“According to some estimates, as many as 3 million students are covered through student health plans offered by colleges, universities, or other institutions of higher education. ” (Student Health Plans)
Each year, more and more graduate students have health insurance (Bauer-Wolf). Georgetown students have the option to purchase health insurance. The school partners with UnitedHealthcare, which has a dedicated website and app just for students: UnitedHealthcare StudentResources (UHSR). For a case study on modularity, or how systems have “interconnected subcomponents” (Irvine 1) whose architecture, systems, and standards (Langlois 22-23) work together to produce the desired effect of the design, I am going to use the UHSR iPhone app.
The UHSR app is an interesting case study because of the interplay between information contained within the app, information housed by the users’ medical practitioners, information that the users generally accept to be true about the function of their bodies, and legal and social understandings of what it means to be healthy or sick in the United States. Including all of this nested information aims to encapsulate (Irvine 2) users’ health experiences and resources.
After logging in to the UHSR app, users are directed toward a Dashboard. The user’s name is displayed, along with their student IDs and email address. Options for where to go next include a “Need Care?” section, “Contact Us” section, a commonly used cog-icon to represent settings, and a”My Profile – view your profile” featured prominently in the middle of the page.
Since I’m concerned with students accessing health services, I’m going to click on the “Need Care?” section, linked to an icon of a plus sign with a circle around it.
Language included on this page, like “telehealth” and “behavioral” assumes users share a definition for these terms. The language does attempt to be colloquial, including the interrogative question, “Not sure where to go?” which is fairly engaging. Each option includes an icon, a title and subtitle, and an arrow, which relies on the assumption that users are familiar with smartphones and know to click the arrow in order to progress to the next desired page.
If I wanted to find a doctor–any kind except one who specialized in mental health services–I’d click on the Find Provider section. This section implements a search feature, which includes some drop-down menus, autofill-technology, and GPS, where users can find doctors based on their specialty (assuming that users know what kind of specialist they need to find) and location.
If a UHSR user needs to access a doctor immediately, there is a telehealth option. Tools nested into this design include accessing the phone’s calling feature or dial pad.
The nested structure here is a connection to the phone’s web app, like Chrome or Safari. Once you click on the arrow, the UHSR user is navigated to a weblink.

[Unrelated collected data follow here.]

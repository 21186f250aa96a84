//! Unit Tests for Command Classification

use termfolio::commands::{classify, normalize, Classification, Command, EchoCommand, UtilityCommand};

#[test]
fn test_every_known_name_classifies_to_itself() {
    for command in Command::ALL {
        let classification = classify(command.name());
        match (command, classification) {
            (Command::Echo(expected), Classification::Echo(got)) => assert_eq!(expected, got),
            (Command::Utility(expected), Classification::Utility(got)) => assert_eq!(expected, got),
            (command, other) => panic!("{} classified as {:?}", command, other),
        }
    }
}

#[test]
fn test_case_and_whitespace_are_ignored() {
    assert_eq!(classify("  WHOAMI\t"), Classification::Echo(EchoCommand::Whoami));
    assert_eq!(classify("LS -LA"), Classification::Utility(UtilityCommand::ListAll));
    assert_eq!(normalize("  Cv "), "cv");
}

#[test]
fn test_near_misses_are_invalid() {
    for input in ["ls", "ls  -la", "helpme", "who ami", "clear!"] {
        assert!(
            matches!(classify(input), Classification::Invalid(_)),
            "{:?} should be invalid",
            input
        );
    }
}

#[test]
fn test_invalid_carries_normalized_input() {
    assert_eq!(
        classify("  Rm -Rf "),
        Classification::Invalid("rm -rf".to_string())
    );
}

#[test]
fn test_command_set_is_closed() {
    assert_eq!(Command::ALL.len(), 12);
    assert_eq!(EchoCommand::ALL.len(), 9);
    assert_eq!(UtilityCommand::ALL.len(), 3);
    assert_eq!(Command::from_name("runescape"), Some(Command::Echo(EchoCommand::Runescape)));
    assert_eq!(Command::from_name("RUNESCAPE"), None);
}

Some additional thoughts on modularization and accessibility:
- I am not a blind user, so I do not know how this app would engage with a screen reader. As a health insurance company, I would prioritize make sure my app could interface smoothly with accessible technology (AT) like screen readers (Screen Readers).
- Since “modularity also informs recent theory on the philosophy of mind” (Irvine 3), apps–especially health-related ones–should be designed to meet the needs of non-neurotypical users, like autistic users, whose theory of mind might be different (Kapp and Ne’eman).

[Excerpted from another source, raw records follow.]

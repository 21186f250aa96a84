//! Integration Tests for the CV Download

use std::fs;

use tempfile::TempDir;
use termfolio::config::CvConfig;
use termfolio::download::save_cv;
use termfolio::Error;

fn cv_config(dir: &TempDir) -> CvConfig {
    let source = dir.path().join("CV.pdf");
    fs::write(&source, b"%PDF-1.7 test").unwrap();
    CvConfig {
        source,
        download_name: "Toczek Tomasz - Curriculum Vitae.pdf".to_string(),
        destination: Some(dir.path().join("Downloads")),
    }
}

#[test]
fn test_repeated_downloads_never_overwrite() {
    let dir = TempDir::new().unwrap();
    let config = cv_config(&dir);

    let first = save_cv(&config).unwrap();
    let second = save_cv(&config).unwrap();
    let third = save_cv(&config).unwrap();

    let names: Vec<_> = [&first, &second, &third]
        .iter()
        .map(|p| p.file_name().unwrap().to_string_lossy().into_owned())
        .collect();
    assert_eq!(
        names,
        vec![
            "Toczek Tomasz - Curriculum Vitae.pdf",
            "Toczek Tomasz - Curriculum Vitae (1).pdf",
            "Toczek Tomasz - Curriculum Vitae (2).pdf",
        ]
    );
    assert_eq!(fs::read(third).unwrap(), b"%PDF-1.7 test");
}

#[test]
fn test_missing_source_reports_resource_error() {
    let dir = TempDir::new().unwrap();
    let mut config = cv_config(&dir);
    config.source = dir.path().join("missing.pdf");

    let err = save_cv(&config).unwrap_err();
    assert!(matches!(err, Error::ResourceNotFound { .. }));
    assert!(!dir.path().join("Downloads").exists());
}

Bauer-Wolf, Jeremy. Obamacare Has Led to Fewer Uninsured Students, Study Finds, Inside Higher Ed, 30 Mar. 2018, InsideHigherEd.com.

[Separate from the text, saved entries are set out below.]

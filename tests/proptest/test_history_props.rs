//! Property-based tests for history recall

use proptest::prelude::*;
use termfolio::history::HistoryBuffer;

#[derive(Debug, Clone)]
enum Step {
    Push(String),
    Previous,
    Next,
}

fn step() -> impl Strategy<Value = Step> {
    prop_oneof![
        "[a-z ]{0,12}".prop_map(Step::Push),
        Just(Step::Previous),
        Just(Step::Next),
    ]
}

proptest! {
    #[test]
    fn test_cursor_stays_in_bounds(steps in prop::collection::vec(step(), 0..60)) {
        let mut history = HistoryBuffer::new();
        for step in steps {
            match step {
                Step::Push(command) => {
                    let cursor = history.cursor();
                    history.push(&command);
                    if command.trim().is_empty() {
                        prop_assert_eq!(history.cursor(), cursor);
                    } else {
                        prop_assert_eq!(history.cursor(), history.len());
                    }
                }
                Step::Previous => {
                    history.recall_previous();
                }
                Step::Next => {
                    history.recall_next();
                }
            }
            prop_assert!(history.cursor() <= history.len());
        }
    }

    #[test]
    fn test_boundaries_are_idempotent(commands in prop::collection::vec("[a-z]{1,8}", 1..10)) {
        let mut history = HistoryBuffer::new();
        for command in &commands {
            history.push(command);
        }

        for _ in 0..commands.len() + 3 {
            history.recall_previous();
        }
        prop_assert_eq!(history.cursor(), 0);
        prop_assert_eq!(history.recall_previous(), commands[0].as_str());

        for _ in 0..commands.len() + 3 {
            history.recall_next();
        }
        prop_assert_eq!(history.cursor(), commands.len());
        prop_assert_eq!(history.recall_next(), "");
    }

    #[test]
    fn test_recall_walks_back_in_order(commands in prop::collection::vec("[a-z]{1,8}", 1..10)) {
        let mut history = HistoryBuffer::new();
        for command in &commands {
            history.push(command);
        }
        for expected in commands.iter().rev() {
            prop_assert_eq!(history.recall_previous(), expected.as_str());
        }
    }

    #[test]
    fn test_blank_commands_are_not_recorded(blanks in prop::collection::vec("[ \t]{0,5}", 0..10)) {
        let mut history = HistoryBuffer::new();
        for blank in &blanks {
            history.push(blank);
        }
        prop_assert!(history.is_empty());
    }
}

Kapp, Steven and Ari Ne’eman. “ASD in DSM-5: What the Research Shows and Recommendations for Change.” Autistic Self Advocacy Network, 2012.
Irvine, Martin. “Introduction to Modularity and Abstraction Layers.” Unpublished.
Langlois, Richard N. “Modularity in Technology and Organization.” Journal of Economic Behavior & Organization, vol. 49. no. 1, 2002: pp. 19-26.
Screen Readers, American Foundation for the Blind, 2020, AFB.org.
Student Health Plans, Centers for Medicare & Medicaid Services, CMS.gov.